I was also the person who did everything for my mother starting in youth (she used me as her human shield against my father's blows.



I was her emotional support starting at age 12 when my father left to be with his mistress - my mother shared the gory details only with me making sure to threaten me with going to live with them if I wasn't there for her as she wanted.



I alone helped her with all (funeral etc) when my father died when I was 19, I helped her financially and generously - over helping myself and even as I was poor - over my lifetime.



I abandoned my life whenever she was dumped as the golden children got their lives together on holidays, her birthday, her surgery aftercare, and lastly her downsizing. (You can read some horrible tales when I did the two years of that.).



She was never there for me in any of my life travails, including hospitalizations, etc.

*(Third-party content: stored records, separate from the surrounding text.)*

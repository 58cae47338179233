pub mod models;

use std::time::Duration;

use anyhow::{Context, Result};
use sqlx::migrate::Migrator;
use sqlx::postgres::PgPoolOptions;
use sqlx::PgPool;
use tracing::info;

const MAX_CONNECTIONS: u32 = 10;

static MIGRATOR: Migrator = sqlx::migrate!("./migrations");

/// Connects the Postgres pool used by `PgStore`.
pub async fn create_pool(database_url: &str) -> Result<PgPool> {
    let pool = PgPoolOptions::new()
        .max_connections(MAX_CONNECTIONS)
        .acquire_timeout(Duration::from_secs(5))
        .connect(database_url)
        .await
        .context("failed to connect to database")?;
    info!(max_connections = MAX_CONNECTIONS, "Database pool connected");
    Ok(pool)
}

/// Applies the embedded `users`/`sessions`/`hydroponics`/`sensor_reading`
/// schema migrations.
pub async fn run_migrations(pool: &PgPool) -> Result<()> {
    MIGRATOR
        .run(pool)
        .await
        .context("failed to run migrations")?;
    info!(migrations = MIGRATOR.iter().count(), "Migrations applied");
    Ok(())
}

#[cfg(test)]
mod tests {
    use super::*;

    #[test]
    fn schema_migration_is_embedded() {
        let descriptions: Vec<_> = MIGRATOR.iter().map(|m| m.description.to_string()).collect();
        assert_eq!(descriptions, vec!["init"]);
    }
}
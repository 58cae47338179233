//! Caller identity and password hashing.
//!
//! Stored hashes use the `pbkdf2_sha256$<iterations>$<salt>$<hex digest>`
//! layout so the iteration count can be raised without invalidating old
//! hashes.

use anyhow::Result;
use pbkdf2::pbkdf2_hmac;
use sha2::Sha256;
use uuid::Uuid;

use crate::db::models::User;

const ALGORITHM: &str = "pbkdf2_sha256";

// ---------------------------------------------------------------------------
// Caller
// ---------------------------------------------------------------------------

/// The identity a request acts as. Resolved once per request and passed
/// explicitly into every handler.
#[derive(Debug, Clone, PartialEq)]
pub enum Caller {
    Anonymous,
    User(User),
}

impl Caller {
    pub fn is_authenticated(&self) -> bool {
        matches!(self, Caller::User(_))
    }

    pub fn user(&self) -> Option<&User> {
        match self {
            Caller::User(user) => Some(user),
            Caller::Anonymous => None,
        }
    }

    pub fn user_id(&self) -> Option<i64> {
        self.user().map(|u| u.id)
    }
}

// ---------------------------------------------------------------------------
// Passwords
// ---------------------------------------------------------------------------

pub fn hash_password(password: &str, iterations: u32) -> Result<String> {
    anyhow::ensure!(iterations > 0, "password hashing needs at least one iteration");
    let salt = Uuid::new_v4().simple().to_string();
    let digest = pbkdf2_sha256(password.as_bytes(), salt.as_bytes(), iterations);
    Ok(format!(
        "{ALGORITHM}${iterations}${salt}${}",
        hex::encode(digest)
    ))
}

/// Returns `false` for malformed hashes instead of erroring; a corrupt row
/// simply cannot be logged into.
pub fn verify_password(password: &str, encoded: &str) -> bool {
    let mut parts = encoded.split('$');
    let (Some(ALGORITHM), Some(iterations), Some(salt), Some(expected), None) = (
        parts.next(),
        parts.next(),
        parts.next(),
        parts.next(),
        parts.next(),
    ) else {
        return false;
    };

    let (Ok(iterations), Ok(expected)) = (iterations.parse::<u32>(), hex::decode(expected)) else {
        return false;
    };
    if iterations == 0 {
        return false;
    }

    let digest = pbkdf2_sha256(password.as_bytes(), salt.as_bytes(), iterations);
    constant_time_eq(&digest, &expected)
}

/// PBKDF2-HMAC-SHA256 with a single 32-byte output block.
fn pbkdf2_sha256(password: &[u8], salt: &[u8], iterations: u32) -> [u8; 32] {
    let mut out = [0u8; 32];
    pbkdf2_hmac::<Sha256>(password, salt, iterations, &mut out);
    out
}

fn constant_time_eq(a: &[u8], b: &[u8]) -> bool {
    a.len() == b.len() && a.iter().zip(b).fold(0u8, |acc, (x, y)| acc | (x ^ y)) == 0
}

#[cfg(test)]
mod tests {
    use chrono::Utc;

    use super::*;

    #[test]
    fn pbkdf2_matches_known_vectors() {
        let digest = pbkdf2_sha256(b"password", b"salt", 1);
        assert_eq!(
            hex::encode(digest),
            "120fb6cffcf8b32c43e7225256c4f837a86548c92ccc35480805987cb70be17b"
        );

        let digest = pbkdf2_sha256(b"passwd", b"salt", 1);
        assert_eq!(
            hex::encode(digest),
            "55ac046e56e3089fec1691c22544b605f94185216dde0465e68b9d57c20dacbc"
        );

        let digest = pbkdf2_sha256(b"password", b"salt", 4096);
        assert_eq!(
            hex::encode(digest),
            "c5e478d59288c841aa530db6845c4c8d962893a001ce4e11a4963873aa98134a"
        );
    }

    #[test]
    fn zero_iterations_are_rejected() {
        assert!(hash_password("pass123", 0).is_err());
    }

    #[test]
    fn hash_then_verify() {
        let encoded = hash_password("pass123", 10).unwrap();
        assert!(encoded.starts_with("pbkdf2_sha256$10$"));
        assert!(verify_password("pass123", &encoded));
        assert!(!verify_password("pass124", &encoded));
    }

    #[test]
    fn hashes_are_salted() {
        let a = hash_password("same", 2).unwrap();
        let b = hash_password("same", 2).unwrap();
        assert_ne!(a, b);
    }

    #[test]
    fn malformed_hashes_never_verify() {
        assert!(!verify_password("x", ""));
        assert!(!verify_password("x", "md5$1$salt$abcd"));
        assert!(!verify_password("x", "pbkdf2_sha256$zero$salt$abcd"));
        assert!(!verify_password("x", "pbkdf2_sha256$0$salt$abcd"));
        assert!(!verify_password("x", "pbkdf2_sha256$1$salt$nothex"));
    }

    #[test]
    fn caller_accessors() {
        let user = User {
            id: 7,
            username: "grower".into(),
            date_joined: Utc::now(),
        };
        assert!(!Caller::Anonymous.is_authenticated());
        assert_eq!(Caller::Anonymous.user_id(), None);

        let caller = Caller::User(user);
        assert!(caller.is_authenticated());
        assert_eq!(caller.user_id(), Some(7));
    }
}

After all that when I, thanks to this forum and the internet teaching me to live my life, refused to be her free slave/caretaker any longer at age 62, she disinherited me from her will and removed me from being her executor etc. She didn't tell me these things though I suspected them from my sister's actions. When I asked both of them, they lied to me. I finally turned to her lawyer (an evil pig she paid to redo her will 6 times in a few years whenever things didn't go as she wanted), who emailed back with only: " you have no more responsibilities."



This spring my sister and her husband (multimillionaires many times over and greedy pigs) put the down payment on a condo in D.C. where they live. Then they moved my 94 year old mother who uses a walker for everything into it having her pay the mortgage payment and the $1,100 a month HOA to cover the pool, tennis court and gym my brother in law uses. My mother is fine with this, while she spent years guilting me for any small thing she did or gave me - which were rare to put it mildly. My mother is entirely dependent on them as she cannot go anywhere. They're not the caretaking types and use their wealth to have her food delivered. But my mother is in heaven as she's by her darlings now.

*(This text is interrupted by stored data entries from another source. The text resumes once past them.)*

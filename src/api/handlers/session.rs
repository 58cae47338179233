use axum::{
    body::Bytes,
    extract::State,
    http::{HeaderMap, StatusCode},
    Json,
};
use tracing::{info, warn};

use crate::{
    api::{
        dto::{Credentials, LoginRequest, LoginResponse},
        errors::AppError,
        extract::{bearer_token, Links},
        AppState,
    },
    auth::{verify_password, Caller},
    permissions::Denial,
};

const BAD_CREDENTIALS: &str = "Unable to log in with provided credentials.";

/// Exchange a username and password for a session token.
#[utoipa::path(
    post,
    path = "/api-auth/login/",
    request_body = LoginRequest,
    responses(
        (status = 200, description = "Logged in", body = LoginResponse),
        (status = 400, description = "Missing username or password"),
        (status = 401, description = "Wrong credentials"),
    ),
    tag = "auth"
)]
pub async fn login(
    State(state): State<AppState>,
    links: Links,
    body: Bytes,
) -> Result<Json<LoginResponse>, AppError> {
    let creds = Credentials::parse(&body)?;

    let Some((user, hash)) = state.store.find_credentials(&creds.username).await? else {
        warn!(username = %creds.username, "login for unknown user");
        return Err(AppError::Unauthorized(BAD_CREDENTIALS.to_owned()));
    };

    // CPU-bound, keep it off the async workers.
    let password = creds.password;
    let valid = tokio::task::spawn_blocking(move || verify_password(&password, &hash))
        .await
        .map_err(|e| AppError::Internal(e.into()))?;
    if !valid {
        warn!(user_id = user.id, "login with wrong password");
        return Err(AppError::Unauthorized(BAD_CREDENTIALS.to_owned()));
    }

    let token = state.store.create_session(user.id).await?;
    info!(user_id = user.id, "user logged in");

    Ok(Json(LoginResponse {
        token,
        user: links.user(user.id),
    }))
}

/// End the session whose token authenticated this request.
#[utoipa::path(
    post,
    path = "/api-auth/logout/",
    responses(
        (status = 204, description = "Logged out"),
        (status = 403, description = "Not authenticated"),
    ),
    security(("token" = [])),
    tag = "auth"
)]
pub async fn logout(
    State(state): State<AppState>,
    caller: Caller,
    headers: HeaderMap,
) -> Result<StatusCode, AppError> {
    let Some(user_id) = caller.user_id() else {
        return Err(Denial::NotAuthenticated.into());
    };
    if let Some(token) = bearer_token(&headers)? {
        state.store.delete_session(token).await?;
    }
    info!(user_id, "user logged out");

    Ok(StatusCode::NO_CONTENT)
}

I made a final try to end our relationship on a good note, but have been met with a continuation of the emails she's sent me for years accusing me falsely of horrible things and putting me down.



My life is a bit of a shambles from all and I have health and financial concerns.



So if you survived reading all this - go or not go when she dies, assuming she predeceases me, which is not a given? (Sorry for any typos, I can't bear to proof read this, hence my thanks if you suffered through it.)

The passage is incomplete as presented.